Most everyone by now is familiar with the Spree basics: an impossibly large mass of singers and musicians decked out in flowing white robes, pouring forth Brian Wilson-style orchestral pop in some secular semblance of religious fervor, all led by loopy ex-Tripping Daisy frontman Tim DeLaughter. The Spree is so big that no one can even agree on exactly how many members it has—23? 24? 29? even the press kit hedges by describing the band as a “more than 22-person ensemble”. And it’s so irresistibly unlike anything else going right now that they’ve generated a ton of press, even as most American audiences still have no idea what they really sound like. (The English, however, always quicker on the uptake with these sorts of things, have embraced them—they’ve had four hit singles and counting across the pond.)

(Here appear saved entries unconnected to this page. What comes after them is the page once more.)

use std::{
    collections::BTreeMap,
    fmt::{Display, Formatter},
};

use serde::{Serialize, Serializer};

use crate::{
    core::{
        charge::{Allocation, ChargedInterval},
        period::SupplyPeriod,
    },
    error::BillingError,
    prelude::*,
    quantity::rate::KilowattHourRate,
};

pub const GRAND_TOTAL: &str = "Grand Total";

/// Charges aggregated per supply period, in chronological order, and over the whole profile.
#[derive(Clone, Debug, PartialEq, Eq)]
#[must_use]
pub struct Summary {
    pub periods: Vec<SummaryRow>,
    pub grand_total: SummaryRow,
}

#[derive(Copy, Clone, Debug, PartialEq, Eq, Serialize)]
#[must_use]
pub struct SummaryRow {
    #[serde(rename = "supply_period")]
    pub label: SummaryLabel,

    #[serde(flatten)]
    pub totals: Allocation,

    /// Total charge per kilowatt-hour, [`None`] when no energy was consumed.
    pub effective_rate: Option<KilowattHourRate>,
}

#[derive(Copy, Clone, Debug, PartialEq, Eq)]
pub enum SummaryLabel {
    Period(SupplyPeriod),
    GrandTotal,
}

impl Display for SummaryLabel {
    fn fmt(&self, f: &mut Formatter<'_>) -> std::fmt::Result {
        match self {
            Self::Period(period) => Display::fmt(period, f),
            Self::GrandTotal => f.write_str(GRAND_TOTAL),
        }
    }
}

impl Serialize for SummaryLabel {
    fn serialize<S: Serializer>(&self, serializer: S) -> Result<S::Ok, S::Error> {
        serializer.collect_str(self)
    }
}

impl SummaryRow {
    fn new(label: SummaryLabel, totals: Allocation) -> Self {
        Self { label, totals, effective_rate: totals.total_charge.checked_div(totals.total) }
    }

    /// Effective rate, or [`BillingError::DivisionUndefined`] for a zero-energy row.
    pub fn try_effective_rate(&self) -> Result<KilowattHourRate, BillingError> {
        self.effective_rate
            .ok_or_else(|| BillingError::DivisionUndefined { period: self.label.to_string() })
    }
}

impl Summary {
    /// Group the charged intervals by supply period and append the grand total.
    #[instrument(skip_all)]
    pub fn aggregate<'a>(charged: impl IntoIterator<Item = &'a ChargedInterval>) -> Self {
        // The map orders the periods by their end dates.
        let mut totals: BTreeMap<SupplyPeriod, Allocation> = BTreeMap::new();
        for interval in charged {
            *totals.entry(interval.supply_period).or_default() += interval.energy;
        }
        let periods = totals
            .into_iter()
            .map(|(period, totals)| SummaryRow::new(SummaryLabel::Period(period), totals))
            .collect::<Vec<_>>();
        let grand_total = SummaryRow::new(
            SummaryLabel::GrandTotal,
            periods.iter().map(|row| row.totals).sum(),
        );
        info!(
            n_periods = periods.len(),
            total_charge = %grand_total.totals.total_charge,
            "aggregated",
        );
        Self { periods, grand_total }
    }

    /// Period rows followed by the grand total.
    pub fn rows(&self) -> impl Iterator<Item = &SummaryRow> {
        self.periods.iter().chain(std::iter::once(&self.grand_total))
    }

    /// Rows whose effective rate is undefined.
    pub fn undefined_rates(&self) -> impl Iterator<Item = BillingError> + '_ {
        self.rows().filter_map(|row| row.try_effective_rate().err())
    }
}
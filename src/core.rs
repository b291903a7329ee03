pub mod charge;
pub mod guarantee;
pub mod load;
pub mod period;
pub mod profile;
pub mod run;
pub mod summary;
pub mod tariff;
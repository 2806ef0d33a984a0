pub mod amounts;
pub mod position;
pub mod range;
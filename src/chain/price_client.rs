use anyhow::{Context, Result};
use reqwest::Client;
use serde::Deserialize;

#[derive(Debug, Deserialize)]
struct ExchangeRatesResponse {
    data: ExchangeRatesData,
}

#[derive(Debug, Deserialize)]
struct ExchangeRatesData {
    rates: std::collections::HashMap<String, String>,
}

/// USD spot prices from the Coinbase exchange-rates endpoint.
pub struct PriceClient {
    client: Client,
    api_url: String,
}

impl PriceClient {
    pub fn new(api_url: String) -> Self {
        Self {
            client: Client::new(),
            api_url,
        }
    }

    pub fn api_url(&self) -> &str {
        &self.api_url
    }

    pub async fn get_usd_price(&self, symbol: &str) -> Result<f64> {
        let response: ExchangeRatesResponse = self.client
            .get(&self.api_url)
            .query(&[("currency", symbol)])
            .send()
            .await
            .with_context(|| format!("Failed to fetch {} rates", symbol))?
            .error_for_status()
            .context("Price API returned an error status")?
            .json()
            .await
            .context("Failed to parse exchange-rates response")?;

        parse_usd_rate(&response)
    }
}

fn parse_usd_rate(response: &ExchangeRatesResponse) -> Result<f64> {
    let usd_rate = response.data.rates.get("USD")
        .context("USD rate not found in exchange-rates response")?;

    let price: f64 = usd_rate.parse()
        .context("Failed to parse USD rate as float")?;

    if !price.is_finite() || price <= 0.0 {
        anyhow::bail!("USD rate must be positive, got {}", price);
    }
    Ok(price)
}
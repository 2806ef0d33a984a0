// range.rs
use crate::error::{CalcError, CalcResult};
use crate::math::tick_math::{max_usable_tick, min_usable_tick, nearest_usable_tick, price_to_tick};
use crate::models::{RangeRequest, TickRange};

/// Turn a full-range flag or a (min, max) price pair into spacing-aligned ticks.
///
/// Prices are raw pool prices (token1 units per token0 unit). Inverted or
/// equal bounds are rejected rather than swapped, and a pair that collapses
/// onto one usable tick is reported as [`CalcError::DegenerateRange`].
pub fn resolve_tick_range(request: &RangeRequest, tick_spacing: i32) -> CalcResult<TickRange> {
    let (min_price, max_price) = match *request {
        RangeRequest::FullRange => {
            return Ok(TickRange {
                tick_lower: min_usable_tick(tick_spacing)?,
                tick_upper: max_usable_tick(tick_spacing)?,
            });
        }
        RangeRequest::Bounds { min_price, max_price } => (min_price, max_price),
    };

    validate_bounds(min_price, max_price)?;

    let raw_lower = price_to_tick(min_price)?;
    let raw_upper = price_to_tick(max_price)?;
    let tick_lower = nearest_usable_tick(raw_lower, tick_spacing)?;
    let tick_upper = nearest_usable_tick(raw_upper, tick_spacing)?;

    log::debug!(
        "range {}..{} -> raw ticks {}..{} -> aligned {}..{} (spacing {})",
        min_price, max_price, raw_lower, raw_upper, tick_lower, tick_upper, tick_spacing
    );

    if tick_lower >= tick_upper {
        return Err(CalcError::DegenerateRange { tick_lower, tick_upper, tick_spacing });
    }
    Ok(TickRange { tick_lower, tick_upper })
}

/// Both bounds finite and positive, strictly ordered.
pub fn validate_bounds(min_price: f64, max_price: f64) -> CalcResult<()> {
    for (name, p) in [("min_price", min_price), ("max_price", max_price)] {
        if !p.is_finite() || p <= 0.0 {
            return Err(CalcError::invalid(format!("{} must be finite and positive, got {}", name, p)));
        }
    }
    if min_price >= max_price {
        return Err(CalcError::invalid(format!(
            "min_price ({}) must be strictly below max_price ({})", min_price, max_price
        )));
    }
    Ok(())
}
use std::sync::Arc;
use ethers::prelude::*;
use crate::config::Config;
use crate::chain::{providers, price_client::PriceClient};
use crate::engine::position::PositionPlanner;

pub struct AppState {
    pub provider: Option<Arc<Provider<Http>>>,
    pub price_client: PriceClient,
    pub planner: PositionPlanner,

    // Pricing defaults
    pub default_token0_symbol: String,
    pub token1_usd_peg: f64,
}

impl AppState {
    pub fn new(config: &Config) -> Result<Self, Box<dyn std::error::Error>> {
        let provider = match &config.rpc_url {
            Some(url) => Some(providers::create_provider(url)?),
            None => {
                log::warn!("RPC_URL not set; only inline pool snapshots will be accepted");
                None
            }
        };

        Ok(AppState {
            provider,
            price_client: PriceClient::new(config.price_api_url.clone()),
            planner: PositionPlanner::new(),
            default_token0_symbol: config.default_token0_symbol.clone(),
            token1_usd_peg: config.token1_usd_peg,
        })
    }
}
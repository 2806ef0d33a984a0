pub mod dto;
pub mod routes;

use rocket::{routes, Build, Rocket};
use std::sync::Arc;

use crate::bootstrap::AppState;
use crate::web::routes::{health, prepare_position, resolve_ticks};

pub fn build_rocket(app_state: Arc<AppState>, port: u16) -> Rocket<Build> {
    let figment = rocket::Config::figment()
        .merge(("port", port))
        .merge(("address", "0.0.0.0"));

    rocket::custom(figment)
        .manage(app_state)
        .mount("/", routes![prepare_position, resolve_ticks, health])
}
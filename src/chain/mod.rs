pub mod pool_client;
pub mod price_client;
pub mod providers;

Like most folks, I knew the Polyphonic Spree by reputation long before I ever had a chance to hear them. That finally happened this past spring at the Coachella Festival in southern California, where I unfortunately only caught about the last five minutes of their set—but what a five minutes it was. It was as if the cast of Jesus Christ Superstar had shown up and taken a lesson in showmanship from Iggy Pop—there they were, those 20-odd white-robed freaks, leaping about and waving their flutes and French horns and violas over their heads and practically levitating off the stage. In some ways, their sensory-overload performance encapsulated the whole Coachella experience for me, which crams more than 80 bands and DJs into a two-day orgy of music that leaves most attendees breathlessly scrambling from stage to stage trying to catch at least a song or two of Next Big Thing Number One before frantically rushing on to Next Big Things Numbers Two, Three and Four. The Polyphonic Spree’s show has a similarly gluttonous feel to it. You could choke on a helping of aural euphoria this big, and served up with such unbridled enthusiasm. But you’d die happy if you did.
After seeing the Spree live, returning to their debut album, The Beginning Stages of… is something of a letdown. Recorded on the cheap over a three-day period way back in October of 2000, the record has a decidedly lo-fi sound that really fails to do that massive choral/orchestral sound justice. It’s a little surprising that Hollywood Records didn’t ask the band to rerecord the album—or at least remaster it—when they picked it up earlier this year, but leaving the original tracks intact has opened the door for a whole slew of new and improved versions, starting with the 4-song EP now included with every U.S. copy of Beginning Stages.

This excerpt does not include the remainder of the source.